Stored data:
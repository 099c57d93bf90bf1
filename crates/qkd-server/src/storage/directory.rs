//! Directory-backed storage.
//!
//! One file per upload in a flat directory. Names are validated before they
//! touch the file system, so a stored file can never land outside the root.

use std::{
    fs, io,
    path::{Path, PathBuf},
    sync::Arc,
};

use qkd_proto::http::FileEntry;

use super::{Storage, StorageError, validate_name};

/// Production storage rooted at a directory.
#[derive(Clone, Debug)]
pub struct DirectoryStorage {
    root: Arc<PathBuf>,
}

impl DirectoryStorage {
    /// Open storage at `root`, creating the directory if needed.
    pub fn open(root: impl AsRef<Path>) -> Result<Self, StorageError> {
        let root = root.as_ref().to_path_buf();
        fs::create_dir_all(&root)?;
        tracing::debug!(root = %root.display(), "directory storage opened");
        Ok(Self { root: Arc::new(root) })
    }

    /// Directory files are stored in.
    pub fn root(&self) -> &Path {
        &self.root
    }

    fn path_for(&self, name: &str) -> Result<PathBuf, StorageError> {
        validate_name(name)?;
        Ok(self.root.join(name))
    }
}

impl Storage for DirectoryStorage {
    fn put(&self, name: &str, bytes: &[u8]) -> Result<(), StorageError> {
        let path = self.path_for(name)?;
        fs::write(path, bytes)?;
        Ok(())
    }

    fn list(&self) -> Result<Vec<FileEntry>, StorageError> {
        let mut entries = Vec::new();

        for entry in fs::read_dir(self.root.as_path())? {
            let entry = entry?;
            let metadata = entry.metadata()?;
            if !metadata.is_file() {
                continue;
            }

            // Non-UTF-8 names were not uploaded through us
            if let Ok(name) = entry.file_name().into_string() {
                entries.push(FileEntry { name, size: metadata.len() });
            }
        }

        entries.sort_by(|a, b| a.name.cmp(&b.name));
        Ok(entries)
    }

    fn get(&self, name: &str) -> Result<Vec<u8>, StorageError> {
        let path = self.path_for(name)?;

        match fs::read(&path) {
            Ok(bytes) => Ok(bytes),
            Err(e) if e.kind() == io::ErrorKind::NotFound => {
                Err(StorageError::NotFound(name.to_string()))
            },
            Err(e) => Err(e.into()),
        }
    }
}
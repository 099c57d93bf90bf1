//! Fuzz target for the BB84 engine
//!
//! Runs the engine over arbitrary run sizes, eavesdropper settings and RNG
//! seeds.
//!
//! # Invariants
//!
//! - Every per-qubit sequence has `bit_count` entries
//! - The sifted key is no longer than the qubit count
//! - Error count never exceeds the sifted key length
//! - QBER stays within 0..=100 and is 0 without an eavesdropper

#![no_main]

use arbitrary::Arbitrary;
use libfuzzer_sys::fuzz_target;
use qkd_core::{Bb84Config, simulate};
use rand::SeedableRng;
use rand_chacha::ChaCha8Rng;

#[derive(Debug, Clone, Arbitrary)]
struct EngineInput {
    seed: u64,
    /// Capped so a single input stays fast
    bit_count: u16,
    eavesdropper: bool,
}

fuzz_target!(|input: EngineInput| {
    let bit_count = usize::from(input.bit_count % 2048);
    let config = Bb84Config::new(bit_count).with_eavesdropper(input.eavesdropper);
    let run = simulate(config, &mut ChaCha8Rng::seed_from_u64(input.seed));

    assert_eq!(run.alice_bits.len(), bit_count);
    assert_eq!(run.bob_results.len(), bit_count);
    assert!(run.sifted_key.len() <= bit_count);
    assert!(run.error_count <= run.sifted_key.len());
    assert!((0.0..=100.0).contains(&run.error_rate));

    if !input.eavesdropper {
        assert_eq!(run.error_count, 0);
    }
});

Exercise directions:
With the first line of the records as the start and the line holding "validated before they" as the end, please copy exactly those lines and no others.

Completed exercise:
repository 099c57d93bf90bf1
filename crates/qkd-server/src/storage/directory.rs
//! Directory-backed storage.
//!
//! One file per upload in a flat directory. Names are validated before they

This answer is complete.